**WHAT THIS TASK INVOLVES**
All of the data is to be set down again without any alteration.

[[ MATERIAL TO PROCESS, beginning ]]

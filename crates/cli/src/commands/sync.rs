use std::sync::Arc;
use std::time::Instant;

use tracing::info;
use warden_core::metrics::SyncMetrics;
use warden_core::models::sync::RunMode;
use warden_core::runner::RunOnce;

use super::{build_lane, load_config, lock_manager, open_repo, shutdown_context};

/// Run the `sync` command: one locked pass over every due connector.
pub async fn run(config_path: &str, mode: RunMode) -> anyhow::Result<()> {
    let config = load_config(config_path)?;
    let repo = open_repo(&config).await?;
    let lock = lock_manager(&config, repo.clone());
    let metrics = Arc::new(SyncMetrics::new());
    let lane = build_lane(&config, repo, lock, metrics.clone(), mode)?;

    let ctx = shutdown_context();
    let start = Instant::now();
    info!(mode = %lane.mode, scope = lane.runner.scope(), "Starting sync pass");
    let result = lane.runner.run_once(&ctx).await;

    let snapshot = metrics.snapshot();
    if snapshot.is_empty() {
        println!("No connectors ran ({mode} mode).");
    } else {
        println!("Sync pass ({mode} mode)");
        println!("---------");
        for (key, stats) in &snapshot {
            let outcome = if stats.runs_failed > 0 {
                format!(
                    "failed ({})",
                    stats
                        .last_error_kind
                        .map(|k| k.to_string())
                        .unwrap_or_else(|| "other".into())
                )
            } else {
                format!("ok, {} expired", stats.rows_expired_total)
            };
            println!("  {}/{}: {outcome}", key.kind, key.name);
        }
    }
    println!("Elapsed: {:.1}s", start.elapsed().as_secs_f64());

    result?;
    Ok(())
}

[[ MATERIAL TO PROCESS, end ]]

**WRITTEN ANSWER**
filename crates/cli/src/commands/sync.rs
use std::sync::Arc;
use std::time::Instant;

use tracing::info;
use warden_core::metrics::SyncMetrics;
use warden_core::models::sync::RunMode;
use warden_core::runner::RunOnce;

use super::{build_lane, load_config, lock_manager, open_repo, shutdown_context};

/// Run the `sync` command: one locked pass over every due connector.
pub async fn run(config_path: &str, mode: RunMode) -> anyhow::Result<()> {
    let config = load_config(config_path)?;
    let repo = open_repo(&config).await?;
    let lock = lock_manager(&config, repo.clone());
    let metrics = Arc::new(SyncMetrics::new());
    let lane = build_lane(&config, repo, lock, metrics.clone(), mode)?;

    let ctx = shutdown_context();
    let start = Instant::now();
    info!(mode = %lane.mode, scope = lane.runner.scope(), "Starting sync pass");
    let result = lane.runner.run_once(&ctx).await;

    let snapshot = metrics.snapshot();
    if snapshot.is_empty() {
        println!("No connectors ran ({mode} mode).");
    } else {
        println!("Sync pass ({mode} mode)");
        println!("---------");
        for (key, stats) in &snapshot {
            let outcome = if stats.runs_failed > 0 {
                format!(
                    "failed ({})",
                    stats
                        .last_error_kind
                        .map(|k| k.to_string())
                        .unwrap_or_else(|| "other".into())
                )
            } else {
                format!("ok, {} expired", stats.rows_expired_total)
            };
            println!("  {}/{}: {outcome}", key.kind, key.name);
        }
    }
    println!("Elapsed: {:.1}s", start.elapsed().as_secs_f64());

    result?;
    Ok(())
}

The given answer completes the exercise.